All the books and shows and things people say couldn't prepare me for the actual experience of having a baby. Even if I went back to school and got 7 different English degrees I could not express in words how freakin' awesome this is.
I know it will not be all fun and games the whole time. But for now, I am simply enjoying our miracle of life. When we got to hold her yesterday it was about the best thing ever. She is so small but will grow so big.
I feel like a different person now that we have her. Everything I do now has to be for her, not me. Every decision I make now effects not just me or Amanda, but Eliza. And I can't do anything what may bring her harm.

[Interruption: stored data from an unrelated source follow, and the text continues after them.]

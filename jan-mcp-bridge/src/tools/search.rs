//! `google_search` tool: forwards to the search provider (spec §4.2.3).

use std::sync::Arc;

use async_trait::async_trait;
use jan_core::JanResult;
use schemars::JsonSchema;
use serde::{Deserialize, Serialize};
use serde_json::Value;

use crate::provider_client::ProviderClient;
use crate::registry::{Tool, ToolSpec};

#[derive(Debug, Deserialize, Serialize, JsonSchema)]
pub struct GoogleSearchArgs {
    /// Search query.
    pub q: String,
    /// Country code, e.g. "us".
    #[serde(default)]
    pub gl: Option<String>,
    /// Language code, e.g. "en".
    #[serde(default)]
    pub hl: Option<String>,
    #[serde(default)]
    pub location: Option<String>,
    #[serde(default)]
    pub num: Option<u32>,
    /// Serper `tbs` time filter, e.g. "qdr:w".
    #[serde(default)]
    pub tbs: Option<String>,
    #[serde(default)]
    pub page: Option<u32>,
    #[serde(default)]
    pub autocorrect: Option<bool>,
}

pub struct GoogleSearchTool {
    client: Arc<ProviderClient>,
}

impl GoogleSearchTool {
    pub fn new(client: Arc<ProviderClient>) -> Self {
        Self { client }
    }
}

#[async_trait]
impl Tool for GoogleSearchTool {
    fn name(&self) -> &str {
        "google_search"
    }

    fn spec(&self) -> ToolSpec {
        ToolSpec {
            name: self.name().to_string(),
            description: "Search the web via Google (Serper-compatible).".to_string(),
            input_schema: super::schema_for::<GoogleSearchArgs>(),
        }
    }

    async fn call(&self, arguments: Value) -> JanResult<Value> {
        let args: GoogleSearchArgs = serde_json::from_value(arguments)
            .map_err(|e| crate::error::validation(format!("google_search arguments: {e}")))?;
        self.client
            .post_json("/search", serde_json::to_value(args).unwrap(), None)
            .await
    }
}
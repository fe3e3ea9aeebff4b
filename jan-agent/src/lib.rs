//! Message types, the `LlmClient` trait and its OpenAI-compatible
//! implementation ([`ChatOpenAI`]), OpenAI-compatible request/SSE parsing and
//! encoding ([`openai_sse`]), and context-window trimming ([`trim`]).
//!
//! Shared by `jan-orchestrator`'s tool loop and `jan-server`'s HTTP handlers;
//! has no dependency on either.
//!
//! ## Main modules
//!
//! - [`message`]: [`Message`], [`Role`] — one chat turn, including `tool` role and `tool_calls`.
//! - [`llm`]: [`LlmClient`] trait, [`MockLlm`], [`ChatOpenAI`], [`ToolCall`], [`FinishReason`].
//! - [`openai_sse`]: [`CreateResponseRequest`], [`parse_create_request`], [`StreamToSse`], [`ChatCompletionChunk`].
//! - [`trim`]: context-window-aware message trimming.
//! - [`error`]: [`AgentError`].

pub mod error;
pub mod llm;
pub mod message;
pub mod openai_sse;
pub mod stream;
pub mod trim;

pub use error::AgentError;
pub use llm::{
    ChatOpenAI, FinishReason, LlmClient, LlmResponse, LlmUsage, MockLlm, ToolCall, ToolCallDelta,
    ToolChoiceMode,
};
pub use message::{Message, Role};
pub use openai_sse::{
    parse_create_request, write_sse_line, ChatCompletionChunk, ChunkMeta, ChunkUsage,
    CreateResponseRequest, DeltaToolCall, ParseError, ParsedCreateRequest, StreamToSse,
};
pub use stream::MessageChunk;
pub use trim::{token_budget, trim_to_budget, truncate_tool_result};
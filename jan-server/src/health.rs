//! `GET /healthz` (spec §6).

pub async fn healthz() -> &'static str {
    "ok"
}
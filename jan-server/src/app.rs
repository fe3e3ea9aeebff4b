//! Application state and router assembly (spec §6): one axum `Router` mounting
//! the response, realtime, media, and MCP-bridge surfaces over a single set of
//! wired collaborator clients.

use std::sync::Arc;

use axum::routing::{get, post};
use axum::Router;
use jan_config::Settings;
use jan_mcp_bridge::{McpBridgeState, ProviderClient, ToolRegistry, WriteBackClient};
use jan_media::{HttpObjectStore, IngestService, MediaResolver, SqliteMediaStore};
use jan_orchestrator::{
    BackgroundWorkerPool, ConversationClient, HttpCatalogResolver, McpClient, ResponseService,
    SqliteResponseStore, ToolLoop, WebhookSender, WorkerPoolConfig,
};
use jan_realtime::{LiveKitTokenMinter, Reconciler, RealtimeService, SessionStore};
use model_spec_core::ModelLimitResolver;
use tokio_util::sync::CancellationToken;

use crate::{health, media, realtime, responses};

/// Everything the HTTP handlers need, already wired to the configured
/// collaborator base URLs. Cheap to clone (every field is an `Arc`).
pub struct AppState {
    pub settings: Arc<Settings>,
    pub response_store: Arc<SqliteResponseStore>,
    pub conversation_client: Arc<ConversationClient>,
    pub mcp_client: Arc<McpClient>,
    pub writeback_client: Arc<jan_mcp_bridge::WriteBackClient>,
    pub catalog: Arc<dyn ModelLimitResolver>,
    pub webhook: Arc<WebhookSender>,
    pub media_resolver: Arc<MediaResolver>,
    pub mcp_state: Arc<McpBridgeState>,
    pub realtime_service: Arc<RealtimeService>,
    pub reconciler: Arc<Reconciler>,
    pub ingest_service: Arc<IngestService>,
    /// Serves get/cancel/delete/list-input-items, which need a `ResponseService`
    /// but never exercise its bound model (see [`AppState::response_service`]).
    pub default_response_service: Arc<ResponseService>,
}

impl AppState {
    /// Builds a [`ResponseService`] bound to a fresh chat-completions client
    /// for `model` (spec §4.1.3 step 2 wants per-request model selection;
    /// `jan_agent::ChatOpenAI` binds its model at construction, so a
    /// synchronous or streaming create gets a purpose-built client rather
    /// than sharing the one baked into the background worker pool).
    pub fn response_service(&self, model: &str) -> ResponseService {
        let llm: Arc<dyn jan_agent::LlmClient> = Arc::new(jan_agent::ChatOpenAI::new(model));
        let tool_loop = Arc::new(ToolLoop::new(
            llm,
            Arc::clone(&self.mcp_client),
            Arc::clone(&self.conversation_client),
            Arc::clone(&self.writeback_client),
            Arc::clone(&self.catalog),
            Arc::clone(&self.settings),
            Arc::clone(&self.response_store),
        ));
        ResponseService::new(
            Arc::clone(&self.response_store),
            tool_loop,
            Arc::clone(&self.conversation_client),
            Arc::clone(&self.webhook),
            Arc::clone(&self.media_resolver),
        )
    }
}

/// Builds the full app from [`Settings`], opening the response/media stores
/// and standing up (but not starting) the reconciler and worker pool. The
/// caller is responsible for starting the reconciler and spawning the worker
/// pool with a shared [`CancellationToken`] (spec SPEC_FULL.md §2: graceful
/// shutdown extends to both).
pub fn build(settings: Settings) -> jan_core::JanResult<(Arc<AppState>, Arc<BackgroundWorkerPool>)> {
    let settings = Arc::new(settings);
    let http = reqwest::Client::new();

    let response_store = Arc::new(
        SqliteResponseStore::open(&settings.collaborators.response_db_path)
            .map_err(|e| jan_core::JanError::internal("jan_server", e.message))?,
    );
    let media_store = Arc::new(
        SqliteMediaStore::open(&settings.collaborators.media_db_path)
            .map_err(|e| jan_core::JanError::internal("jan_server", e.message))?,
    );

    let conversation_client = Arc::new(ConversationClient::new(
        http.clone(),
        settings.collaborators.conversation_api_base_url.clone(),
    ));
    let mcp_client = Arc::new(McpClient::new(
        http.clone(),
        format!("http://{}/v1/mcp", Settings::bind_addr()),
    ));
    let writeback_client = Arc::new(WriteBackClient::new(
        settings.collaborators.conversation_api_base_url.clone(),
    ));
    let catalog: Arc<dyn ModelLimitResolver> = Arc::new(HttpCatalogResolver::new(
        http.clone(),
        settings.collaborators.catalog_base_url.clone(),
    ));
    let webhook = Arc::new(WebhookSender::new(http.clone()));
    let media_resolver = Arc::new(MediaResolver::new(
        http.clone(),
        settings.media_resolve_url.clone(),
        settings.media_resolve_timeout,
    ));

    let mcp_state = Arc::new(McpBridgeState {
        registry: build_tool_registry(&settings),
    });

    let object_store = Arc::new(HttpObjectStore::new(
        http.clone(),
        settings.collaborators.object_store_base_url.clone(),
        settings.collaborators.object_store_bucket.clone(),
    ));
    let ingest_service = Arc::new(IngestService::new(
        media_store,
        object_store,
        http.clone(),
        settings.media_max_bytes,
    ));

    let session_store = Arc::new(SessionStore::new());
    let token_minter = Arc::new(LiveKitTokenMinter::new(
        settings.collaborators.livekit_api_key.clone(),
        settings.collaborators.livekit_api_secret.clone(),
    ));
    let realtime_service = Arc::new(RealtimeService::new(
        Arc::clone(&session_store),
        token_minter,
        settings.collaborators.livekit_ws_url.clone(),
        settings.livekit_token_ttl,
    ));
    let sfu_client: Arc<dyn jan_realtime::SfuClient> = Arc::new(jan_realtime::HttpSfuClient::new(
        http.clone(),
        settings.collaborators.sfu_base_url.clone(),
    ));
    let reconciler = Arc::new(Reconciler::new(
        session_store,
        sfu_client,
        settings.session_cleanup_interval,
        settings.session_stale_ttl,
    ));

    let background_llm: Arc<dyn jan_agent::LlmClient> =
        Arc::new(jan_agent::ChatOpenAI::new(settings.default_model.clone()));
    let background_tool_loop = Arc::new(ToolLoop::new(
        background_llm,
        Arc::clone(&mcp_client),
        Arc::clone(&conversation_client),
        Arc::clone(&writeback_client),
        Arc::clone(&catalog),
        Arc::clone(&settings),
        Arc::clone(&response_store),
    ));
    let worker_pool = Arc::new(BackgroundWorkerPool::new(
        Arc::clone(&response_store),
        Arc::clone(&background_tool_loop),
        Arc::clone(&webhook),
        WorkerPoolConfig::default(),
    ));

    // Get/cancel/delete/list-input-items never invoke the tool loop, so one
    // shared service (built on the same tool loop the worker pool uses)
    // serves them all instead of standing up a fresh `ChatOpenAI` client per
    // request the way a model-specific create does.
    let default_response_service = Arc::new(ResponseService::new(
        Arc::clone(&response_store),
        background_tool_loop,
        Arc::clone(&conversation_client),
        Arc::clone(&webhook),
        Arc::clone(&media_resolver),
    ));

    let state = Arc::new(AppState {
        settings,
        response_store,
        conversation_client,
        mcp_client,
        writeback_client,
        catalog,
        webhook,
        media_resolver,
        mcp_state,
        realtime_service,
        reconciler,
        ingest_service,
        default_response_service,
    });

    Ok((state, worker_pool))
}

fn build_tool_registry(settings: &Settings) -> ToolRegistry {
    let search_client = Arc::new(ProviderClient::new(
        settings.collaborators.search_provider_base_url.clone(),
        settings.serper.clone(),
    ));
    let sandbox_client = Arc::new(ProviderClient::new(
        settings.collaborators.sandbox_provider_base_url.clone(),
        settings.serper.clone(),
    ));
    let memory_client = Arc::new(ProviderClient::new(
        settings.collaborators.memory_provider_base_url.clone(),
        settings.serper.clone(),
    ));

    let mut registry = ToolRegistry::new(std::iter::empty::<String>());
    registry.register(Arc::new(jan_mcp_bridge::GoogleSearchTool::new(Arc::clone(&search_client))));
    registry.register(Arc::new(jan_mcp_bridge::ScrapeTool::new(
        search_client,
        settings.serper.scrape_timeout,
        settings.mcp_truncation.max_scrape_preview_chars,
    )));
    registry.register(Arc::new(jan_mcp_bridge::PythonExecTool::new(sandbox_client, false)));
    registry.register(Arc::new(jan_mcp_bridge::MemoryRetrieveTool::new(memory_client)));
    registry
}

/// Mounts every route (spec §6) over two state types: the app's own
/// `Arc<AppState>` router merged with the MCP bridge's `Arc<McpBridgeState>`
/// router, each built with their own `with_state` before merging (axum's
/// standard pattern for sub-routers with distinct state).
pub fn router(state: Arc<AppState>) -> Router {
    let mcp_router = Router::new()
        .route("/v1/mcp", post(jan_mcp_bridge::handle_mcp_request))
        .with_state(Arc::clone(&state.mcp_state));

    let app_router = Router::new()
        .route("/healthz", get(health::healthz))
        .route("/v1/responses", post(responses::create_response))
        .route(
            "/v1/responses/:id",
            get(responses::get_response).delete(responses::delete_response),
        )
        .route("/v1/responses/:id/cancel", post(responses::cancel_response))
        .route(
            "/v1/responses/:id/input_items",
            get(responses::list_input_items),
        )
        .route("/v1/media", post(media::ingest_media))
        .route(
            "/v1/realtime/sessions",
            post(realtime::create_session).get(realtime::list_sessions),
        )
        .route(
            "/v1/realtime/sessions/:id",
            get(realtime::get_session).delete(realtime::delete_session),
        )
        .with_state(state);

    app_router
        .merge(mcp_router)
        .layer(axum::middleware::from_fn(crate::request_id::attach_request_id))
}
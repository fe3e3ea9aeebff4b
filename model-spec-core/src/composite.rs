//! Chains resolvers in priority order: first one to return `Some` wins.

use async_trait::async_trait;

use crate::resolver::ModelLimitResolver;
use crate::spec::ModelSpec;

/// Tries each resolver in order, returning the first `Some`. Typically built as
/// `ConfigOverride` (operator pins) -> `CachedResolver<HTTP catalog>` (live data) ->
/// a resolver that always returns [`ModelSpec::fallback_default`].
pub struct CompositeResolver {
    resolvers: Vec<Box<dyn ModelLimitResolver>>,
}

impl CompositeResolver {
    pub fn new(resolvers: Vec<Box<dyn ModelLimitResolver>>) -> Self {
        Self { resolvers }
    }
}

#[async_trait]
impl ModelLimitResolver for CompositeResolver {
    async fn resolve(&self, provider_id: &str, model_id: &str) -> Option<ModelSpec> {
        for resolver in &self.resolvers {
            if let Some(spec) = resolver.resolve(provider_id, model_id).await {
                return Some(spec);
            }
        }
        None
    }
}

#[cfg(test)]
mod tests {
    use super::*;
    use crate::config_override::ConfigOverride;

    #[tokio::test]
    async fn first_match_wins() {
        let mut overrides = std::collections::HashMap::new();
        overrides.insert("jan/jan-v1".to_string(), ModelSpec::new(200_000, 8_000));

        let composite = CompositeResolver::new(vec![
            Box::new(ConfigOverride::new(overrides)),
            Box::new(ConfigOverride::empty()),
        ]);

        let spec = composite.resolve("jan", "jan-v1").await.unwrap();
        assert_eq!(spec.context_limit, 200_000);
    }

    #[tokio::test]
    async fn falls_through_to_later_resolvers() {
        let composite = CompositeResolver::new(vec![
            Box::new(ConfigOverride::empty()),
            Box::new(ConfigOverride::empty()),
        ]);

        assert!(composite.resolve("jan", "jan-v1").await.is_none());
    }
}
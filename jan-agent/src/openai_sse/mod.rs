//! OpenAI-compatible SSE adapter (spec §6.2).
//!
//! Converts [`ResponseEvent`](stream_event::ResponseEvent) into SSE lines of
//! the form `data: <json>\n\n`, where `<json>` is an OpenAI-compatible
//! `ChatCompletionDelta`. No HTTP dependency: callers feed events and consume
//! lines (or bytes). The literal `data: [DONE]\n\n` terminator is appended by
//! the HTTP handler, not by this adapter.
//!
//! # Types
//!
//! - **[`CreateResponseRequest`]**: `POST /v1/responses` body DTO.
//! - **[`ChatCompletionChunk`]**: response chunk DTO (id, object, created, model, choices, usage).
//! - **[`StreamToSse`]**: stateful adapter that turns `ResponseEvent` into SSE lines.
//! - **[`parse_create_request`]**: parses the request body into messages + mode flags.

mod chunk;
mod parse;
mod request;

pub use chunk::{
    ChatCompletionChunk, ChunkChoice, ChunkUsage, Delta, DeltaToolCall, DeltaToolCallFunction,
};
pub use parse::{parse_create_request, ParseError, ParsedCreateRequest};
pub use request::{ChatMessage, CreateResponseRequest, MessageContent, ResponseInput, StreamOptions};

use chunk::ChatCompletionChunk as Chunk;
use std::time::{SystemTime, UNIX_EPOCH};
use stream_event::ResponseEvent;
use tokio::sync::mpsc;

/// Metadata shared by every chunk in one stream (same id, created, model).
#[derive(Debug, Clone)]
pub struct ChunkMeta {
    /// Completion id, e.g. the Response's `resp_…` public id.
    pub id: String,
    pub model: String,
    /// Unix timestamp (seconds). If `None`, resolved to current time at first use.
    pub created: Option<u64>,
}

impl ChunkMeta {
    pub fn created_secs(&mut self) -> u64 {
        if let Some(c) = self.created {
            c
        } else {
            let secs = SystemTime::now()
                .duration_since(UNIX_EPOCH)
                .map(|d| d.as_secs())
                .unwrap_or(0);
            self.created = Some(secs);
            secs
        }
    }
}

/// Converts `ResponseEvent`s into OpenAI SSE lines.
///
/// Feed events via [`feed`](StreamToSse::feed); call [`finish`](StreamToSse::finish) once the
/// loop reaches a terminal state, then [`take_lines`](StreamToSse::take_lines) for the
/// accumulated `data:` strings. When constructed with
/// [`new_with_sink`](StreamToSse::new_with_sink), each line is also sent to the channel as it
/// is produced, for response bodies that stream directly off the channel.
pub struct StreamToSse {
    meta: ChunkMeta,
    include_usage: bool,
    usage: Option<ChunkUsage>,
    lines: Vec<String>,
    sent_initial: bool,
    next_tool_call_index: u32,
    sink: Option<mpsc::Sender<String>>,
}

impl StreamToSse {
    pub fn new(meta: ChunkMeta, include_usage: bool) -> Self {
        Self {
            meta,
            include_usage,
            usage: None,
            lines: Vec::new(),
            sent_initial: false,
            next_tool_call_index: 0,
            sink: None,
        }
    }

    pub fn new_with_sink(meta: ChunkMeta, include_usage: bool, sink: mpsc::Sender<String>) -> Self {
        Self {
            meta,
            include_usage,
            usage: None,
            lines: Vec::new(),
            sent_initial: false,
            next_tool_call_index: 0,
            sink: Some(sink),
        }
    }

    fn push_line(&mut self, line: String) {
        if let Some(ref tx) = self.sink {
            let _ = tx.try_send(line.clone());
        }
        self.lines.push(line);
    }

    fn push_chunk(&mut self, choice: ChunkChoice, usage: Option<ChunkUsage>) {
        let created = self.meta.created_secs();
        let chunk = Chunk {
            id: self.meta.id.clone(),
            object: Chunk::OBJECT,
            created,
            model: self.meta.model.clone(),
            choices: vec![choice],
            usage,
        };
        self.push_line(write_sse_line(&chunk));
    }

    /// Feeds one orchestrator event and may push one SSE line into the internal buffer.
    ///
    /// Tool execution (`ToolCallCompleted`/`ToolCallFailed`) happens server-side between
    /// loop turns (spec §4.1.3) and has no OpenAI wire representation, so those events
    /// (and `MaxToolDepthExceeded`, which surfaces as the terminal `Done` status instead)
    /// are absorbed without emitting a line.
    pub fn feed(&mut self, event: &ResponseEvent) {
        match event {
            ResponseEvent::MessageChunk { content } => {
                if !self.sent_initial {
                    self.sent_initial = true;
                    self.push_chunk(
                        ChunkChoice {
                            index: 0,
                            delta: Delta {
                                role: Some("assistant".to_string()),
                                content: Some(String::new()),
                                tool_calls: None,
                            },
                            finish_reason: None,
                        },
                        None,
                    );
                }
                self.push_chunk(
                    ChunkChoice {
                        index: 0,
                        delta: Delta {
                            role: None,
                            content: Some(content.clone()),
                            tool_calls: None,
                        },
                        finish_reason: None,
                    },
                    None,
                );
            }
            ResponseEvent::ToolCallStarted {
                call_id,
                tool_name,
                arguments,
            } => {
                let index = self.next_tool_call_index;
                self.next_tool_call_index += 1;
                self.push_chunk(
                    ChunkChoice {
                        index: 0,
                        delta: Delta {
                            role: None,
                            content: None,
                            tool_calls: Some(vec![DeltaToolCall {
                                index,
                                id: Some(call_id.clone()),
                                r#type: Some("function".to_string()),
                                function: Some(DeltaToolCallFunction {
                                    name: Some(tool_name.clone()),
                                    arguments: Some(arguments.to_string()),
                                }),
                            }]),
                        },
                        finish_reason: Some("tool_calls".to_string()),
                    },
                    None,
                );
            }
            ResponseEvent::Usage {
                prompt_tokens,
                completion_tokens,
                total_tokens,
            } => {
                self.usage = Some(ChunkUsage {
                    prompt_tokens: *prompt_tokens,
                    completion_tokens: *completion_tokens,
                    total_tokens: *total_tokens,
                });
            }
            ResponseEvent::ToolCallCompleted { .. }
            | ResponseEvent::ToolCallFailed { .. }
            | ResponseEvent::MaxToolDepthExceeded { .. }
            | ResponseEvent::Done { .. } => {}
        }
    }

    /// Emits the final chunk (`delta: {}`, `finish_reason: status`, optional usage).
    /// Call once after the loop reaches a terminal state.
    pub fn finish(&mut self, status: &str) {
        self.push_chunk(
            ChunkChoice {
                index: 0,
                delta: Delta::default(),
                finish_reason: Some(status.to_string()),
            },
            if self.include_usage {
                self.usage.clone()
            } else {
                None
            },
        );
    }

    /// Returns and clears the collected SSE lines.
    pub fn take_lines(&mut self) -> Vec<String> {
        std::mem::take(&mut self.lines)
    }
}

/// Serializes a [`ChatCompletionChunk`] to a single SSE line: `data: <json>\n\n`.
pub fn write_sse_line(chunk: &ChatCompletionChunk) -> String {
    let json = serde_json::to_string(chunk).expect("chunk serialization is infallible");
    format!("data: {json}\n\n")
}

#[cfg(test)]
mod tests {
    use super::*;

    fn meta() -> ChunkMeta {
        ChunkMeta {
            id: "resp_test".to_string(),
            model: "gpt-test".to_string(),
            created: Some(0),
        }
    }

    #[test]
    fn first_message_chunk_carries_assistant_role_then_content() {
        let mut adapter = StreamToSse::new(meta(), false);
        adapter.feed(&ResponseEvent::MessageChunk {
            content: "hello".to_string(),
        });
        let lines = adapter.take_lines();
        assert_eq!(lines.len(), 2);
        assert!(lines[0].contains(r#""role":"assistant""#));
        assert!(lines[1].contains("hello"));
    }

    #[test]
    fn tool_call_started_increments_index_across_calls() {
        let mut adapter = StreamToSse::new(meta(), false);
        adapter.feed(&ResponseEvent::ToolCallStarted {
            call_id: "call_1".to_string(),
            tool_name: "google_search".to_string(),
            arguments: serde_json::json!({}),
        });
        adapter.feed(&ResponseEvent::ToolCallStarted {
            call_id: "call_2".to_string(),
            tool_name: "scrape".to_string(),
            arguments: serde_json::json!({}),
        });
        let lines = adapter.take_lines();
        assert!(lines[0].contains(r#""index":0"#));
        assert!(lines[1].contains(r#""index":1"#));
    }

    #[test]
    fn tool_call_completed_emits_no_line() {
        let mut adapter = StreamToSse::new(meta(), false);
        adapter.feed(&ResponseEvent::ToolCallCompleted {
            call_id: "call_1".to_string(),
            output: serde_json::json!({"ok": true}),
        });
        assert!(adapter.take_lines().is_empty());
    }

    #[test]
    fn finish_includes_usage_only_when_enabled() {
        let mut adapter = StreamToSse::new(meta(), true);
        adapter.feed(&ResponseEvent::Usage {
            prompt_tokens: 10,
            completion_tokens: 5,
            total_tokens: 15,
        });
        adapter.finish("stop");
        let lines = adapter.take_lines();
        assert!(lines[0].contains(r#""total_tokens":15"#));
    }
}
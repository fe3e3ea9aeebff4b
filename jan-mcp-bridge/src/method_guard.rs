//! Method guard: only a fixed set of JSON-RPC methods reach dispatch.

/// Methods accepted by `POST /v1/mcp`. Anything else is a validation error
/// before the request is ever dispatched to the registry or a provider.
pub const ALLOWED_METHODS: &[&str] = &[
    "initialize",
    "notifications/initialized",
    "ping",
    "tools/list",
    "tools/call",
    "prompts/list",
    "prompts/call",
    "resources/list",
    "resources/templates/list",
    "resources/read",
    "resources/subscribe",
];

pub fn is_allowed(method: &str) -> bool {
    ALLOWED_METHODS.contains(&method)
}
//! Tool registry (spec §4.2.3): each tool advertises a name, description, and a
//! JSON schema generated by reflection over a typed argument struct (`schemars`
//! stands in for the Go `json`/`jsonschema` struct-tag reflection the source
//! system uses — see SPEC_FULL.md §0, "jan-mcp-bridge").
//!
//! Tools may be individually disabled by config; a disabled tool is absent from
//! `tools/list` and `tools/call` against it fails with `NotImplemented`.

use std::collections::HashMap;
use std::sync::Arc;

use async_trait::async_trait;
use jan_core::JanResult;
use serde_json::Value;

/// Advertised shape of a tool, mirroring an MCP `tools/list` entry.
#[derive(Debug, Clone, serde::Serialize)]
pub struct ToolSpec {
    pub name: String,
    pub description: String,
    #[serde(rename = "inputSchema")]
    pub input_schema: Value,
}

/// One callable tool. Implementations either forward to an external MCP
/// provider session ([`crate::session::ProviderSession`]) or call a bespoke
/// HTTP provider directly (spec §4.2.3 table).
#[async_trait]
pub trait Tool: Send + Sync {
    fn name(&self) -> &str;
    fn spec(&self) -> ToolSpec;
    async fn call(&self, arguments: Value) -> JanResult<Value>;
}

/// Enumerates and dispatches the registered tools. Disabled tools (by name) are
/// filtered from `list()` and rejected by `call()`.
pub struct ToolRegistry {
    tools: HashMap<String, Arc<dyn Tool>>,
    disabled: std::collections::HashSet<String>,
}

impl ToolRegistry {
    pub fn new(disabled: impl IntoIterator<Item = String>) -> Self {
        Self {
            tools: HashMap::new(),
            disabled: disabled.into_iter().collect(),
        }
    }

    pub fn register(&mut self, tool: Arc<dyn Tool>) {
        self.tools.insert(tool.name().to_string(), tool);
    }

    fn is_enabled(&self, name: &str) -> bool {
        !self.disabled.contains(name)
    }

    pub fn list(&self) -> Vec<ToolSpec> {
        let mut specs: Vec<ToolSpec> = self
            .tools
            .values()
            .filter(|t| self.is_enabled(t.name()))
            .map(|t| t.spec())
            .collect();
        specs.sort_by(|a, b| a.name.cmp(&b.name));
        specs
    }

    pub async fn call(&self, name: &str, arguments: Value) -> JanResult<Value> {
        if !self.is_enabled(name) {
            return Err(crate::error::not_implemented(format!(
                "tool '{name}' is disabled"
            )));
        }
        let tool = self
            .tools
            .get(name)
            .ok_or_else(|| crate::error::not_found(format!("unknown tool '{name}'")))?;
        tool.call(arguments).await
    }
}

#[cfg(test)]
mod tests {
    use super::*;

    struct EchoTool;

    #[async_trait]
    impl Tool for EchoTool {
        fn name(&self) -> &str {
            "echo"
        }

        fn spec(&self) -> ToolSpec {
            ToolSpec {
                name: "echo".to_string(),
                description: "echoes input".to_string(),
                input_schema: serde_json::json!({"type": "object"}),
            }
        }

        async fn call(&self, arguments: Value) -> JanResult<Value> {
            Ok(arguments)
        }
    }

    #[tokio::test]
    async fn disabled_tool_is_hidden_from_list_and_rejects_calls() {
        let mut registry = ToolRegistry::new(["echo".to_string()]);
        registry.register(Arc::new(EchoTool));

        assert!(registry.list().is_empty());
        let err = registry.call("echo", Value::Null).await.unwrap_err();
        assert_eq!(err.kind, jan_core::ErrorKind::NotImplemented);
    }

    #[tokio::test]
    async fn enabled_tool_lists_and_calls() {
        let mut registry = ToolRegistry::new([]);
        registry.register(Arc::new(EchoTool));

        let specs = registry.list();
        assert_eq!(specs.len(), 1);
        assert_eq!(specs[0].name, "echo");

        let result = registry.call("echo", serde_json::json!({"a": 1})).await.unwrap();
        assert_eq!(result, serde_json::json!({"a": 1}));
    }

    #[tokio::test]
    async fn unknown_tool_is_not_found() {
        let registry = ToolRegistry::new([]);
        let err = registry.call("nope", Value::Null).await.unwrap_err();
        assert_eq!(err.kind, jan_core::ErrorKind::NotFound);
    }
}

A'ight then, I will be going now. Thanks to everyone who has called or wrote to us or an intermediary regarding our situation. We appreciate your concerns and it was very nice of yous. Stay tuned to this here blog for more in the future. Things will really start ramping up once we get to bring Eliza home in the next some number of weeks and you wont want to miss it!
Congrats! love the name Eliza. Get your sleep while you can!